Data excerpts:
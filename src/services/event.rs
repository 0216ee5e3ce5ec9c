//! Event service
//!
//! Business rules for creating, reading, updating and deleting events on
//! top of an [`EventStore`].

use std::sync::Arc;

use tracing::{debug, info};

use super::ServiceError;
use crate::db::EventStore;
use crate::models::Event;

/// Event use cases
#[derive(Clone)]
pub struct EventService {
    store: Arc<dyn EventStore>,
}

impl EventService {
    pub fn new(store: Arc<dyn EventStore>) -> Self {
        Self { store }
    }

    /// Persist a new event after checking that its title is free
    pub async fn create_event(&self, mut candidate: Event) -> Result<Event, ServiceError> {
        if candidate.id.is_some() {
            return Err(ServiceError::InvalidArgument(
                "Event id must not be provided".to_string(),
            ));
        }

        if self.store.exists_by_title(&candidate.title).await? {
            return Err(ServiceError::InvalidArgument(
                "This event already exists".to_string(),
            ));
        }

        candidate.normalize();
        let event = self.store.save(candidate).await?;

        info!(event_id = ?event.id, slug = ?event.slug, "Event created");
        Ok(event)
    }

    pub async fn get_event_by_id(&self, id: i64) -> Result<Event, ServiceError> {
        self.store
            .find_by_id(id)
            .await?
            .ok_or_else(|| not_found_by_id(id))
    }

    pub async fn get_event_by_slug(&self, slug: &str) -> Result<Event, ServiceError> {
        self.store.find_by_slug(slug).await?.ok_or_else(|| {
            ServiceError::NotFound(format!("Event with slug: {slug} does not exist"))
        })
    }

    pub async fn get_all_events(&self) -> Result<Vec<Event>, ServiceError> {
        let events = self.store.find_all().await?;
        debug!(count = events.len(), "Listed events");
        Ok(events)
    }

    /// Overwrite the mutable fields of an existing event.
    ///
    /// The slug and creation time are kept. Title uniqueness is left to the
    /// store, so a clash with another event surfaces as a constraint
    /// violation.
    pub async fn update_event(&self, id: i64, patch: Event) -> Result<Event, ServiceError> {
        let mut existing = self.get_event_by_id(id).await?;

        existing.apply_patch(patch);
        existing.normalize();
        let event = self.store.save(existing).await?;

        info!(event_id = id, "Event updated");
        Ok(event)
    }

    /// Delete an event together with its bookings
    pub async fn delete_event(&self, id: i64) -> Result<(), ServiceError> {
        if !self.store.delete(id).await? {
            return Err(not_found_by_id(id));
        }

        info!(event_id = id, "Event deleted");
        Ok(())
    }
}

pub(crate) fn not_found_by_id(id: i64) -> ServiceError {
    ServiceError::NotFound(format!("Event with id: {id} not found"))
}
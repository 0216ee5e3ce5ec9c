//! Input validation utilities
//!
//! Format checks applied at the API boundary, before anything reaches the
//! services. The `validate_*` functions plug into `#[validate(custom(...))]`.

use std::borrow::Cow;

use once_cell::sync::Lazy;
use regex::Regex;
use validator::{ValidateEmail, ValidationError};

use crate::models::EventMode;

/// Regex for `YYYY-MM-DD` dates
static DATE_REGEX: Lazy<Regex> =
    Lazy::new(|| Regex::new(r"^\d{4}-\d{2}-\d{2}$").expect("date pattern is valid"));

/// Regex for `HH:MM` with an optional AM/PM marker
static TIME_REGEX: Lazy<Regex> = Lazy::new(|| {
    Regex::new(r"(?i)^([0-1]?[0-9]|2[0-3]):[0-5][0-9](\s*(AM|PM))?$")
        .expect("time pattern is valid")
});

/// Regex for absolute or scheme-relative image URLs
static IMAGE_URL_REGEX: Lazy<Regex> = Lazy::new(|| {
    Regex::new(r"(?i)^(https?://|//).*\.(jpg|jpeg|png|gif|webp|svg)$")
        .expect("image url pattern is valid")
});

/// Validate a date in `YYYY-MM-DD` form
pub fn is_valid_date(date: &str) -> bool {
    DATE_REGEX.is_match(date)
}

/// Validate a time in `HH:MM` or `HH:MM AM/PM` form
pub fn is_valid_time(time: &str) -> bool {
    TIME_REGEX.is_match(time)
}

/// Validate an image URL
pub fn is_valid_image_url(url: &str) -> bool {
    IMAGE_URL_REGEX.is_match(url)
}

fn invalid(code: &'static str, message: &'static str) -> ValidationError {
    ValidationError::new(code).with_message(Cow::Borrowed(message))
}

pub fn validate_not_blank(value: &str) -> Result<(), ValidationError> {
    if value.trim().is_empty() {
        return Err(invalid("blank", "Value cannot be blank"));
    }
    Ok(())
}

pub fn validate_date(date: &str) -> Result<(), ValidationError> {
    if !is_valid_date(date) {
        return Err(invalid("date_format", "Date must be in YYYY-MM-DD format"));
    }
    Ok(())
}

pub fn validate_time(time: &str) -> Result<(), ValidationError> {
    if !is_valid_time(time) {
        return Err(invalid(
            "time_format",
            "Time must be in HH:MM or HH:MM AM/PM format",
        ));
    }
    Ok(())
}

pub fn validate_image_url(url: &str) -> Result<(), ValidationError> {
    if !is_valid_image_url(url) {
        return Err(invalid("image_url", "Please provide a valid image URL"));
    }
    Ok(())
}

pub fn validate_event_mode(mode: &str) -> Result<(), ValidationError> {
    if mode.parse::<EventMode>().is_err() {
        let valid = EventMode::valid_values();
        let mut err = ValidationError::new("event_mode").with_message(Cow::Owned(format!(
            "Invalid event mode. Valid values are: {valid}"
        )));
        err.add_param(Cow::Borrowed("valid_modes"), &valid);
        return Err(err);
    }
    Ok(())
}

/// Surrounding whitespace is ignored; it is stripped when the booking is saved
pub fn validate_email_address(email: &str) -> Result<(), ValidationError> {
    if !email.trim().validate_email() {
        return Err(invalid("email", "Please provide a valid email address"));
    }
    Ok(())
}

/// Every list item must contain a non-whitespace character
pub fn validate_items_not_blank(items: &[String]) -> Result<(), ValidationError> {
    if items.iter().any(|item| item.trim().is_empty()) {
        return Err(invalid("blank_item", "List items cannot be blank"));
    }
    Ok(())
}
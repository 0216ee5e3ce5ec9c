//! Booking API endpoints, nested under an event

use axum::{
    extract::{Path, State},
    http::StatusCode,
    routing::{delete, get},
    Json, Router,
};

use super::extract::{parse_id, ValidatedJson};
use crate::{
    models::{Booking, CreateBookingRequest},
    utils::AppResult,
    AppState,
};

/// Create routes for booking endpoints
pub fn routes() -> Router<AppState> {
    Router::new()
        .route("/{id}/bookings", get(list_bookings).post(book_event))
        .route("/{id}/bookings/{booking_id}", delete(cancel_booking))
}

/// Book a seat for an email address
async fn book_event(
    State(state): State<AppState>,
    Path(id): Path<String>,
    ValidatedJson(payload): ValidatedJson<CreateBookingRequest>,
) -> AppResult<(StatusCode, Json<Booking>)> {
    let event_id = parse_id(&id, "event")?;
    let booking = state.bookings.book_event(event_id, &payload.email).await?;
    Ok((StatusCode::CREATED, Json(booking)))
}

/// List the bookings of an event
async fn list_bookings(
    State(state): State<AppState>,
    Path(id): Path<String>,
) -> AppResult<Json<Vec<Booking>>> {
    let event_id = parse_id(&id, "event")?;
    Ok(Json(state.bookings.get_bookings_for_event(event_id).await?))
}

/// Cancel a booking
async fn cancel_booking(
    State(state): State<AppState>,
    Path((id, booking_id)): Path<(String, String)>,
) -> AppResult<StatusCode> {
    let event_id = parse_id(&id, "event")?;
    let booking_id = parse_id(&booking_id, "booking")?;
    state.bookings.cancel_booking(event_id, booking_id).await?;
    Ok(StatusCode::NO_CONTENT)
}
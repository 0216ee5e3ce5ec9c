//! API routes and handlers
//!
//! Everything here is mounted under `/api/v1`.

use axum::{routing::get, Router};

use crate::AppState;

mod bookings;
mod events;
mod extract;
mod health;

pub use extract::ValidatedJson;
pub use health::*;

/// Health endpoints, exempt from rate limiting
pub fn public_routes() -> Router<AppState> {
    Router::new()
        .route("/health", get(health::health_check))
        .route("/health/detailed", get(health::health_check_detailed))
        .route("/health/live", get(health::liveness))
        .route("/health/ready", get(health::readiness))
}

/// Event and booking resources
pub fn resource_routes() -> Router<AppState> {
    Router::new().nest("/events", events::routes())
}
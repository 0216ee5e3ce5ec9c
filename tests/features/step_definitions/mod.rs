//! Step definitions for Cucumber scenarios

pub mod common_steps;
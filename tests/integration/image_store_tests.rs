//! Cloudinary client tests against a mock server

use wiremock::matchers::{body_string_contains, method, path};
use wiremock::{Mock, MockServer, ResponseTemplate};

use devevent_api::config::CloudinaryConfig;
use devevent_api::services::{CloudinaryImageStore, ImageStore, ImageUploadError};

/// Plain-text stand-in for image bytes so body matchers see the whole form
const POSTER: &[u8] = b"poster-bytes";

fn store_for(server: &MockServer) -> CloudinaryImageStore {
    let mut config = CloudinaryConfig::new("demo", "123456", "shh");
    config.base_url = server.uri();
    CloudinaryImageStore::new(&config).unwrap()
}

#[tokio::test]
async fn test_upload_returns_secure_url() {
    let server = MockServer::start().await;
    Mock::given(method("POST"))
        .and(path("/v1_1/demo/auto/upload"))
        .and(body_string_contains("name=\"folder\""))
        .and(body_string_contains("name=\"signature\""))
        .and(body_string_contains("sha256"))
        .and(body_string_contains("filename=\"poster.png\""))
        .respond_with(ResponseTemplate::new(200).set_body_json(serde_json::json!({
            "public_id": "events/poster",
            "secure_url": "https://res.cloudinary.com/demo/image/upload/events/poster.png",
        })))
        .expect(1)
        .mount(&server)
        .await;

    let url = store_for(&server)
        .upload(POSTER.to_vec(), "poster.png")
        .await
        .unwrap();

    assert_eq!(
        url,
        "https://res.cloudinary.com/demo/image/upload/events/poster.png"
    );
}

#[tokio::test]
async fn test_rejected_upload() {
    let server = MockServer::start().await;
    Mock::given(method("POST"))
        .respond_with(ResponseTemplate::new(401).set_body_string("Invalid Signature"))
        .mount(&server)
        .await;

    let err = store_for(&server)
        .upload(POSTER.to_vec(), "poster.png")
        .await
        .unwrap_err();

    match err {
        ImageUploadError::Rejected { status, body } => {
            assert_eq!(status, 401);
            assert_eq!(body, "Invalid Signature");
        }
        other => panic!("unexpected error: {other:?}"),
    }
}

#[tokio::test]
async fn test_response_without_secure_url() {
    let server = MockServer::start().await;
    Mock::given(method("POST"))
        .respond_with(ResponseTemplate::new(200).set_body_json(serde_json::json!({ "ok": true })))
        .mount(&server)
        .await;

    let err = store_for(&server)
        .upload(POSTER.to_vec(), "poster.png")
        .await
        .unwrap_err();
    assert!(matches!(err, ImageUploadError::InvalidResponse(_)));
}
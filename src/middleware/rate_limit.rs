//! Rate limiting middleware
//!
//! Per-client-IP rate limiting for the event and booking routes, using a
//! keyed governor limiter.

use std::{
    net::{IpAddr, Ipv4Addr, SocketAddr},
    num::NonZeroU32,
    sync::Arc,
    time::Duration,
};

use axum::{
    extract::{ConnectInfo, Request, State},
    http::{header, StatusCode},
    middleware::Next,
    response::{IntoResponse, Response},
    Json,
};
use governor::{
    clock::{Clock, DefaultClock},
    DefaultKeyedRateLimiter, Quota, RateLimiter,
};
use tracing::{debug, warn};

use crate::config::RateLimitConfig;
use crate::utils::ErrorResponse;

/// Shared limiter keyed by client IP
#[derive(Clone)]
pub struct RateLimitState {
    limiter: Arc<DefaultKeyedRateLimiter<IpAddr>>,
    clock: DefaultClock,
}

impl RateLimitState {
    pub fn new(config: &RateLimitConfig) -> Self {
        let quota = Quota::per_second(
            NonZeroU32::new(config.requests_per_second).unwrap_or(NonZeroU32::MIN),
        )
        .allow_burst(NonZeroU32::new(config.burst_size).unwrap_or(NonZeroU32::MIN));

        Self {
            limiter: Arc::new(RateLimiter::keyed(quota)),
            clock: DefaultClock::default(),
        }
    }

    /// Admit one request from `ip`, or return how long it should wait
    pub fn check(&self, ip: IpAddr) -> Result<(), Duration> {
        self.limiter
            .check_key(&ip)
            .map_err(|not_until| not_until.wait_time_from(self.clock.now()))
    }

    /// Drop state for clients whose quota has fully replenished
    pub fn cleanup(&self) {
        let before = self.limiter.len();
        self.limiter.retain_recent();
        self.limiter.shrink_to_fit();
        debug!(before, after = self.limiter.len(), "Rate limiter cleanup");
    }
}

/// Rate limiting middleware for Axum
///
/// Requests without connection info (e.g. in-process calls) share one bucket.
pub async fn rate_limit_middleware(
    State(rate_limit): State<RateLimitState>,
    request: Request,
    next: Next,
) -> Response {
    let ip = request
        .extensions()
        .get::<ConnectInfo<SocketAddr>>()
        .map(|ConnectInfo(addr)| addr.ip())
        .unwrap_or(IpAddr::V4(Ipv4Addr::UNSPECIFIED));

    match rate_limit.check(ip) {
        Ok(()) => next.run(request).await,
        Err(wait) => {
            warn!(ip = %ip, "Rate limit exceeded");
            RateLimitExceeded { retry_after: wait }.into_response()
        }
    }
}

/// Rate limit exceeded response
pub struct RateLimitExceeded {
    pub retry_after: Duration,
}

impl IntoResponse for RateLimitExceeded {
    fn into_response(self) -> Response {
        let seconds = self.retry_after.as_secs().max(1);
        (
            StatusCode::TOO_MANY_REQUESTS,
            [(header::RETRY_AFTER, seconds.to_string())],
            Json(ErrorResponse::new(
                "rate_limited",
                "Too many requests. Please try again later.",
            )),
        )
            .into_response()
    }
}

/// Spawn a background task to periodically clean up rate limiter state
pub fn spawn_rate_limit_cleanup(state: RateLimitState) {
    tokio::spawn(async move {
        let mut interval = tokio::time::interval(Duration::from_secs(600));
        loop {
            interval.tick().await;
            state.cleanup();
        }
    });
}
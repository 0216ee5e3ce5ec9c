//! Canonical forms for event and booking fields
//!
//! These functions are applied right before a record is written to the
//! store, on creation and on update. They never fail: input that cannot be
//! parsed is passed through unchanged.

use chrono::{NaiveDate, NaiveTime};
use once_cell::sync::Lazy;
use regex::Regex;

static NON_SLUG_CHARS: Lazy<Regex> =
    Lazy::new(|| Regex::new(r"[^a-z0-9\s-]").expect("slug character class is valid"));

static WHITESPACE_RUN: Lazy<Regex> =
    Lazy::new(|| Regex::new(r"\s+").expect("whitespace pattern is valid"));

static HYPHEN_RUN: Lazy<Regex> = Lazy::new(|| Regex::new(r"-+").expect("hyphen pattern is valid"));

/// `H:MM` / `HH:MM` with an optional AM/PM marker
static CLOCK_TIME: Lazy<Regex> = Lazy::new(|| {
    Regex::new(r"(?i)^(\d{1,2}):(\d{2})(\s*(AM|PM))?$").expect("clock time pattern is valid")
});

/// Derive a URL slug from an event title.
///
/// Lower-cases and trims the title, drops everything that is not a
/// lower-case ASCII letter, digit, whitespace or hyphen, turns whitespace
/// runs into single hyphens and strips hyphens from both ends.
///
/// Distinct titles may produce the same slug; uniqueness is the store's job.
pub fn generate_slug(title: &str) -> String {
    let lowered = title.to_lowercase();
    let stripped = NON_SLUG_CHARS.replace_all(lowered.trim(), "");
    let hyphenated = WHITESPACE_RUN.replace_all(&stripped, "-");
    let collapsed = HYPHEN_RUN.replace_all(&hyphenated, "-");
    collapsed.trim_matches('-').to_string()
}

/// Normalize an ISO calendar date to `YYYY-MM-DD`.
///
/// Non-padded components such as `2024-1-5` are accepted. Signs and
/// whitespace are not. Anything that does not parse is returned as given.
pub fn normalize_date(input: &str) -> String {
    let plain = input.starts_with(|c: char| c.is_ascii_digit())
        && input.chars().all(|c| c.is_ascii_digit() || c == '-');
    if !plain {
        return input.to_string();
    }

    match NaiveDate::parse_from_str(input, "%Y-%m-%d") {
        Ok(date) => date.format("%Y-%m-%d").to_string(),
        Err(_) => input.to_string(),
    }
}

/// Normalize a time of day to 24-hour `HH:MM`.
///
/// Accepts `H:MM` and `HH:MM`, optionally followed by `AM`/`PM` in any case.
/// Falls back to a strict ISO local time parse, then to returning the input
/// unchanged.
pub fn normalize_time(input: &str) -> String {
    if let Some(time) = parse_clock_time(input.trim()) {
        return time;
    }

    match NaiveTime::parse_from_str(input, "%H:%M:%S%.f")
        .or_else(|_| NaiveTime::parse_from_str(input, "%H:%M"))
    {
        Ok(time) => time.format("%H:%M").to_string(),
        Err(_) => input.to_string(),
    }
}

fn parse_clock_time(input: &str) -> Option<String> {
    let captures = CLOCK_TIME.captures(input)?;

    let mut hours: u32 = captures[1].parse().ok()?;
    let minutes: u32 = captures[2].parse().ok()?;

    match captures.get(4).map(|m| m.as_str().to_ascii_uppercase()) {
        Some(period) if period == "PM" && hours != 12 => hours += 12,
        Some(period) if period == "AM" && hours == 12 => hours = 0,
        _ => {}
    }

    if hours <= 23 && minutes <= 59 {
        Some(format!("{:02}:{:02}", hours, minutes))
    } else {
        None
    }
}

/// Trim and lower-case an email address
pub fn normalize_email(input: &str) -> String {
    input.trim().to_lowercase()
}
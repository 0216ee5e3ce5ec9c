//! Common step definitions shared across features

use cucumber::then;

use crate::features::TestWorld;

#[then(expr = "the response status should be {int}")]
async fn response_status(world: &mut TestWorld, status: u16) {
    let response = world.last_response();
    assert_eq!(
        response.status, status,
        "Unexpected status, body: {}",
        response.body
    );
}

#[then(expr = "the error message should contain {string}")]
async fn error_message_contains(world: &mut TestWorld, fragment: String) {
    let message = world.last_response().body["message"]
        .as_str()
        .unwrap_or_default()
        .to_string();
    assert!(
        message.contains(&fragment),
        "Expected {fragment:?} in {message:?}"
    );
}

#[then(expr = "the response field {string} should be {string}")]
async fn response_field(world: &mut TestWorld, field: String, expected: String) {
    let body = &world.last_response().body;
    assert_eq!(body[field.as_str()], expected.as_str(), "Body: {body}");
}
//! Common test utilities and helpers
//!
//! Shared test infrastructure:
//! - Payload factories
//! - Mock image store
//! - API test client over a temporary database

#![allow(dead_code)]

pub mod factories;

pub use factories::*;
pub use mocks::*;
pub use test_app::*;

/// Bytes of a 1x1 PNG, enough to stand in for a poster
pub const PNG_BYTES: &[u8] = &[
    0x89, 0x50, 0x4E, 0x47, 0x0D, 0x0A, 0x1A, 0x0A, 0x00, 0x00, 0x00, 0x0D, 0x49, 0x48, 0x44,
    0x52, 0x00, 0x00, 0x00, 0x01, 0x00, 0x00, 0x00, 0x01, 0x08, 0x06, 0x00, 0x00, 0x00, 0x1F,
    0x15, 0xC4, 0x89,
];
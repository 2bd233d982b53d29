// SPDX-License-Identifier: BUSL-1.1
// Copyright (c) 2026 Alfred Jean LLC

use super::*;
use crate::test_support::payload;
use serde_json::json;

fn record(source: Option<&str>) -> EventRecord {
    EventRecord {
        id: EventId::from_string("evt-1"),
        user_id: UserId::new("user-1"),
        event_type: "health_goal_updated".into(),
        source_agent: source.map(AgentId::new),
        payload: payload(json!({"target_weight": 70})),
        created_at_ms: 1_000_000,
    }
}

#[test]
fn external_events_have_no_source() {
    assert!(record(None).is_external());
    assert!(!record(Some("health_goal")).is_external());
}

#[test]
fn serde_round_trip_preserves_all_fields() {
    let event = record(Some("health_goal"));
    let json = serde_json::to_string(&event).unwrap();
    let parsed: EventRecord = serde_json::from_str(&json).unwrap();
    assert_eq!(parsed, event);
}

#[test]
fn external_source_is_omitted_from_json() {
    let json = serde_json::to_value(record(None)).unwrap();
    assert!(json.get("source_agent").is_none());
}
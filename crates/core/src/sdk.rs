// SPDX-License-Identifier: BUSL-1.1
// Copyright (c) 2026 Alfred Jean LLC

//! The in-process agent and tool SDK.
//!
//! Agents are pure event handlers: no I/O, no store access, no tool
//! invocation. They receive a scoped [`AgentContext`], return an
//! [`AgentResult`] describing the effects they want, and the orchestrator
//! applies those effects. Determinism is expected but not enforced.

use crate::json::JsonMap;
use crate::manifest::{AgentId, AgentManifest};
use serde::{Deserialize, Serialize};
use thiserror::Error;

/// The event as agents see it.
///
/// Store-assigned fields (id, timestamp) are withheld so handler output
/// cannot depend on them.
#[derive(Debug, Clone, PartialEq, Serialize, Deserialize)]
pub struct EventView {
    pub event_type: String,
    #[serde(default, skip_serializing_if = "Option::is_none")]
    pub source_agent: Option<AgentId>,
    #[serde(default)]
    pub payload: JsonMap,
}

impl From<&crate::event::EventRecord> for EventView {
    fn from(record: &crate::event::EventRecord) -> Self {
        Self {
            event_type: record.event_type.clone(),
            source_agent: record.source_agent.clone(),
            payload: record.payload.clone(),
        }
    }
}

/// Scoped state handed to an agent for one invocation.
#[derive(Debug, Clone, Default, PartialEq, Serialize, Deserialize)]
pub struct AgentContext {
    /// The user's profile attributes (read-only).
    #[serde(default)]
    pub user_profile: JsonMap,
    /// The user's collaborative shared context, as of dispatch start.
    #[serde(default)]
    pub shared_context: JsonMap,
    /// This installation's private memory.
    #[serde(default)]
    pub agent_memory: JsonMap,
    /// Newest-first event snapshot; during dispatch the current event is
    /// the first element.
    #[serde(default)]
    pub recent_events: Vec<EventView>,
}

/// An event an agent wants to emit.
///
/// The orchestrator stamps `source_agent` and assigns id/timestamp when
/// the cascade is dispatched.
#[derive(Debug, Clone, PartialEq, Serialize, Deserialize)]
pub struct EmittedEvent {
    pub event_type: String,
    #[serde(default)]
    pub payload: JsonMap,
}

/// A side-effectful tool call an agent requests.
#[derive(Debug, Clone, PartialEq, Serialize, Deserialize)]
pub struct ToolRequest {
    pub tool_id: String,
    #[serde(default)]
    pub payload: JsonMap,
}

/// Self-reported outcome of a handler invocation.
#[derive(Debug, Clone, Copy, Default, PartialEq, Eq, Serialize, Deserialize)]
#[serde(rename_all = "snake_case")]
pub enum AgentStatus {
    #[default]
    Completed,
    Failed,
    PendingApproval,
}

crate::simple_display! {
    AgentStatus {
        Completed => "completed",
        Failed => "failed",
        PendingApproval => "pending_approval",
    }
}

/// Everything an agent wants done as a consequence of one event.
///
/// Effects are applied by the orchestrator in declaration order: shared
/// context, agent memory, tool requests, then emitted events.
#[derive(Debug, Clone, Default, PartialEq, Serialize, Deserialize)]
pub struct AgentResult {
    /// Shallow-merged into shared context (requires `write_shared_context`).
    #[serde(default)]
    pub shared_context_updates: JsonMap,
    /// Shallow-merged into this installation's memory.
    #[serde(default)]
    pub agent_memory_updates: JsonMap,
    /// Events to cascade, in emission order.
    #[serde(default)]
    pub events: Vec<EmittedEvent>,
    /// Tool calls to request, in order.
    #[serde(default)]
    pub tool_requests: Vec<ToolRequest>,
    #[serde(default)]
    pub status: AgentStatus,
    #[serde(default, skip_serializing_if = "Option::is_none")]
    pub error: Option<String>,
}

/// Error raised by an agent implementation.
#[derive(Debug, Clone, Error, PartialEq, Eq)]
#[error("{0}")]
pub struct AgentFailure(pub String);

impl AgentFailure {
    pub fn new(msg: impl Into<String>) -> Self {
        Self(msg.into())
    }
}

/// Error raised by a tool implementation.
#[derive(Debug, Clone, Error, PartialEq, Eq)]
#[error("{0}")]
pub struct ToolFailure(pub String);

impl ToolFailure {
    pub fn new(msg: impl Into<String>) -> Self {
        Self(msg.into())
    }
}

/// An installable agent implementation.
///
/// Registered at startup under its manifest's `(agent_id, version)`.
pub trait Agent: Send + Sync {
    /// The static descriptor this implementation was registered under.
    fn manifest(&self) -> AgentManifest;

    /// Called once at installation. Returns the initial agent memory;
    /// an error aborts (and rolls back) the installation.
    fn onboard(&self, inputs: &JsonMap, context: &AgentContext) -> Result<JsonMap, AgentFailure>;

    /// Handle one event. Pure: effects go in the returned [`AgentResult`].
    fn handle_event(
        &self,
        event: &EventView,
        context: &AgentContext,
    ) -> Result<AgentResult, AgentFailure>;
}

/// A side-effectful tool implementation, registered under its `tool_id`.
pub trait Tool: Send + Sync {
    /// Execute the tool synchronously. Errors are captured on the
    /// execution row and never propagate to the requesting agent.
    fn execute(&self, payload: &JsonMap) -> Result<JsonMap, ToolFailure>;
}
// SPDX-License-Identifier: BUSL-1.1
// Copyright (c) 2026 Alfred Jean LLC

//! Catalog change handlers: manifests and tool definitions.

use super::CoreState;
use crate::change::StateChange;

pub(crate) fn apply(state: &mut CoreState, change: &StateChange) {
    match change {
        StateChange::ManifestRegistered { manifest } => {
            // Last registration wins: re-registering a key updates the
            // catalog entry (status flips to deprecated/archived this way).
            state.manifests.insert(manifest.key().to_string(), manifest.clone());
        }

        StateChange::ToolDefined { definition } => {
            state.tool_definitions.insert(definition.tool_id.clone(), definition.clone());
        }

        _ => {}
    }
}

*EXERCISE*: Give back, exactly as written, the stretch from the line with "pub use factories::*;" through the line with "but not enforced.", and no other lines from the records above.

*WRITTEN SOLUTION*:
pub use factories::*;
pub use mocks::*;
pub use test_app::*;

/// Bytes of a 1x1 PNG, enough to stand in for a poster
pub const PNG_BYTES: &[u8] = &[
    0x89, 0x50, 0x4E, 0x47, 0x0D, 0x0A, 0x1A, 0x0A, 0x00, 0x00, 0x00, 0x0D, 0x49, 0x48, 0x44,
    0x52, 0x00, 0x00, 0x00, 0x01, 0x00, 0x00, 0x00, 0x01, 0x08, 0x06, 0x00, 0x00, 0x00, 0x1F,
    0x15, 0xC4, 0x89,
];
repository 2bd233d982b53d29
// SPDX-License-Identifier: BUSL-1.1
// Copyright (c) 2026 Alfred Jean LLC

use super::*;
use crate::test_support::payload;
use serde_json::json;

fn record(source: Option<&str>) -> EventRecord {
    EventRecord {
        id: EventId::from_string("evt-1"),
        user_id: UserId::new("user-1"),
        event_type: "health_goal_updated".into(),
        source_agent: source.map(AgentId::new),
        payload: payload(json!({"target_weight": 70})),
        created_at_ms: 1_000_000,
    }
}

#[test]
fn external_events_have_no_source() {
    assert!(record(None).is_external());
    assert!(!record(Some("health_goal")).is_external());
}

#[test]
fn serde_round_trip_preserves_all_fields() {
    let event = record(Some("health_goal"));
    let json = serde_json::to_string(&event).unwrap();
    let parsed: EventRecord = serde_json::from_str(&json).unwrap();
    assert_eq!(parsed, event);
}

#[test]
fn external_source_is_omitted_from_json() {
    let json = serde_json::to_value(record(None)).unwrap();
    assert!(json.get("source_agent").is_none());
}
filename crates/core/src/sdk.rs
// SPDX-License-Identifier: BUSL-1.1
// Copyright (c) 2026 Alfred Jean LLC

//! The in-process agent and tool SDK.
//!
//! Agents are pure event handlers: no I/O, no store access, no tool
//! invocation. They receive a scoped [`AgentContext`], return an
//! [`AgentResult`] describing the effects they want, and the orchestrator
//! applies those effects. Determinism is expected but not enforced.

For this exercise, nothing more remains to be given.